Configuring sorting of map output data
Configure how the MapReduce framework must handle <key, value> pairs that are generated by a mapper inside a partition through the pmr.framework.aggregation parameter.
About this task
- sort: Specifies sorting to order and aggregate the <key, value> pairs inside partitions generated by the mapper. This is the default setting.
- hash: Specifies the hash table structure to aggregate
<key, value> pairs. With this setting, the framework provides a
hash table to hold all the <key, value> pairs in a sub-partition,
puts all values of the same key together, passes them into the user
reduce function, and finally cleans up the <key, value> pairs in
the hash table to free up memory.Note: Hash-based aggregation requires all data to be stored in the hash table. As a result, hash-based aggregation fails if memory for the hash table is insufficient.
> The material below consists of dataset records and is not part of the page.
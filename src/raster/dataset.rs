//! Raster dataset abstraction.
//!
//! This module defines the boundary between the tile pipeline and the library
//! that actually decodes raster files. The pipeline only needs three things
//! from a raster:
//!
//! - its pixel geometry (size, band count),
//! - its geotransform (pixel ↔ projected coordinates),
//! - a rectangular pixel window read back resampled to an output size.
//!
//! [`RasterDataset`] expresses exactly that, and [`DatasetOpener`] creates
//! datasets from file paths so the registry can stay storage-agnostic.

use std::path::Path;

use async_trait::async_trait;

use crate::error::RasterError;

// =============================================================================
// Geometry
// =============================================================================

/// Affine mapping between pixel coordinates and projected coordinates.
///
/// Only north-up transforms are represented (no rotation terms). For the
/// usual north-up raster `pixel_height` is negative: rows increase downward
/// while projected Y decreases.
#[derive(Debug, Clone, Copy, PartialEq)]
pub struct GeoTransform {
    /// Projected X of the top-left corner of pixel (0, 0)
    pub origin_x: f64,

    /// Projected Y of the top-left corner of pixel (0, 0)
    pub origin_y: f64,

    /// Width of one pixel in projected units
    pub pixel_width: f64,

    /// Height of one pixel in projected units (negative for north-up)
    pub pixel_height: f64,
}

impl GeoTransform {
    /// Create a new geotransform.
    pub fn new(origin_x: f64, origin_y: f64, pixel_width: f64, pixel_height: f64) -> Self {
        Self {
            origin_x,
            origin_y,
            pixel_width,
            pixel_height,
        }
    }

    /// Convert a projected coordinate to fractional pixel coordinates.
    #[inline]
    pub fn to_pixel(&self, geo_x: f64, geo_y: f64) -> (f64, f64) {
        (
            (geo_x - self.origin_x) / self.pixel_width,
            (geo_y - self.origin_y) / self.pixel_height,
        )
    }

    /// Convert fractional pixel coordinates to a projected coordinate.
    #[inline]
    pub fn to_geo(&self, px: f64, py: f64) -> (f64, f64) {
        (
            self.origin_x + px * self.pixel_width,
            self.origin_y + py * self.pixel_height,
        )
    }

    /// Whether both pixel sizes are finite and non-zero.
    pub fn is_valid(&self) -> bool {
        self.origin_x.is_finite()
            && self.origin_y.is_finite()
            && self.pixel_width.is_finite()
            && self.pixel_height.is_finite()
            && self.pixel_width != 0.0
            && self.pixel_height != 0.0
    }
}

/// Geographic extent of a raster in projected units.
#[derive(Debug, Clone, Copy, PartialEq)]
pub struct GeoBounds {
    pub west: f64,
    pub south: f64,
    pub east: f64,
    pub north: f64,
}

/// Pixel geometry of an opened raster.
///
/// Captured once when the raster is opened and never changes afterwards.
#[derive(Debug, Clone, Copy, PartialEq)]
pub struct RasterGeometry {
    /// Width in pixels
    pub width: u32,

    /// Height in pixels
    pub height: u32,

    /// Number of bands (samples per pixel)
    pub bands: usize,

    /// Pixel-to-projected transform
    pub transform: GeoTransform,
}

impl RasterGeometry {
    /// Projected bounds covered by the raster.
    ///
    /// West/north come from the origin, east/south from the far corner. The
    /// min/max normalisation keeps the bounds well-ordered even for rasters
    /// stored bottom-up.
    pub fn bounds(&self) -> GeoBounds {
        let t = &self.transform;
        let (x0, y0) = (t.origin_x, t.origin_y);
        let (x1, y1) = t.to_geo(f64::from(self.width), f64::from(self.height));

        GeoBounds {
            west: x0.min(x1),
            south: y0.min(y1),
            east: x0.max(x1),
            north: y0.max(y1),
        }
    }
}

// =============================================================================
// Windows and Blocks
// =============================================================================

/// A rectangle in source pixel space.
#[derive(Debug, Clone, Copy, PartialEq, Eq)]
pub struct PixelWindow {
    /// First column
    pub col: u32,

    /// First row
    pub row: u32,

    /// Number of columns
    pub width: u32,

    /// Number of rows
    pub height: u32,
}

impl PixelWindow {
    pub fn new(col: u32, row: u32, width: u32, height: u32) -> Self {
        Self {
            col,
            row,
            width,
            height,
        }
    }

    /// Whether the window covers no pixels.
    pub fn is_empty(&self) -> bool {
        self.width == 0 || self.height == 0
    }
}

/// 8-bit pixel data for a resampled window.
///
/// Data is band-sequential: all of band 0 row by row, then all of band 1,
/// and so on (shape `bands × height × width`).
#[derive(Debug, Clone, PartialEq, Eq)]
pub struct PixelBlock {
    bands: usize,
    width: u32,
    height: u32,
    data: Vec<u8>,
}

impl PixelBlock {
    /// Wrap band-sequential data, checking its length against the shape.
    pub fn new(bands: usize, width: u32, height: u32, data: Vec<u8>) -> Result<Self, RasterError> {
        let expected = bands * width as usize * height as usize;
        if data.len() != expected {
            return Err(RasterError::InvalidBlock {
                expected,
                actual: data.len(),
            });
        }

        Ok(Self {
            bands,
            width,
            height,
            data,
        })
    }

    pub fn bands(&self) -> usize {
        self.bands
    }

    pub fn width(&self) -> u32 {
        self.width
    }

    pub fn height(&self) -> u32 {
        self.height
    }

    /// Row-major samples of one band, or `None` past the last band.
    pub fn band(&self, index: usize) -> Option<&[u8]> {
        if index >= self.bands {
            return None;
        }
        let plane = self.width as usize * self.height as usize;
        Some(&self.data[index * plane..(index + 1) * plane])
    }
}

// =============================================================================
// Traits
// =============================================================================

/// An opened raster that can serve resampled windows.
///
/// Implementations must be shareable across tasks; the tile pipeline calls
/// [`read_window`](RasterDataset::read_window) concurrently for independent
/// tiles.
#[async_trait]
pub trait RasterDataset: Send + Sync {
    /// Pixel geometry of the raster.
    fn geometry(&self) -> RasterGeometry;

    /// Read `window` resampled to `out_width × out_height` pixels.
    ///
    /// Only the first `bands` bands are returned (clamped to the band count).
    async fn read_window(
        &self,
        window: PixelWindow,
        out_width: u32,
        out_height: u32,
        bands: usize,
    ) -> Result<PixelBlock, RasterError>;
}

/// Opens raster datasets from file paths.
#[async_trait]
pub trait DatasetOpener: Send + Sync {
    /// The dataset type this opener produces.
    type Dataset: RasterDataset + 'static;

    /// Open the raster at `path`.
    async fn open(&self, path: &Path) -> Result<Self::Dataset, RasterError>;
}

// =============================================================================
// Tests
// =============================================================================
- none: Specifies hash-based aggregation to a user-overridden
reducer class, rather than to the MapReduce framework. With this setting,
<key, value> pairs passed to the reducer are out of order and all
values for one key end up in the same reducer shard, but not necessarily
in the same reduce() call.
The MapReduce framework provides a sample to demonstrate hash-based aggregation for this option. The sample implements the WordCount sample for data aggregated in the reducer class code and is available at $PMR_HOME/version/os_type/samples/. For more information, refer to the tutorial on Using hash-based grouping for data aggregation in the Application Samples page.
To derive the most performance gains, ensure that you set
the following configuration and follow any recommendations:
- Enable services to be pre-started through the preStartApplication element in the Consumer section of the application profile.
- If you do not want strict data sorting, set
pmr.framework.aggregation=hash. If you want to implement aggregation in your reducer class code, setpmr.framework.aggregation=none.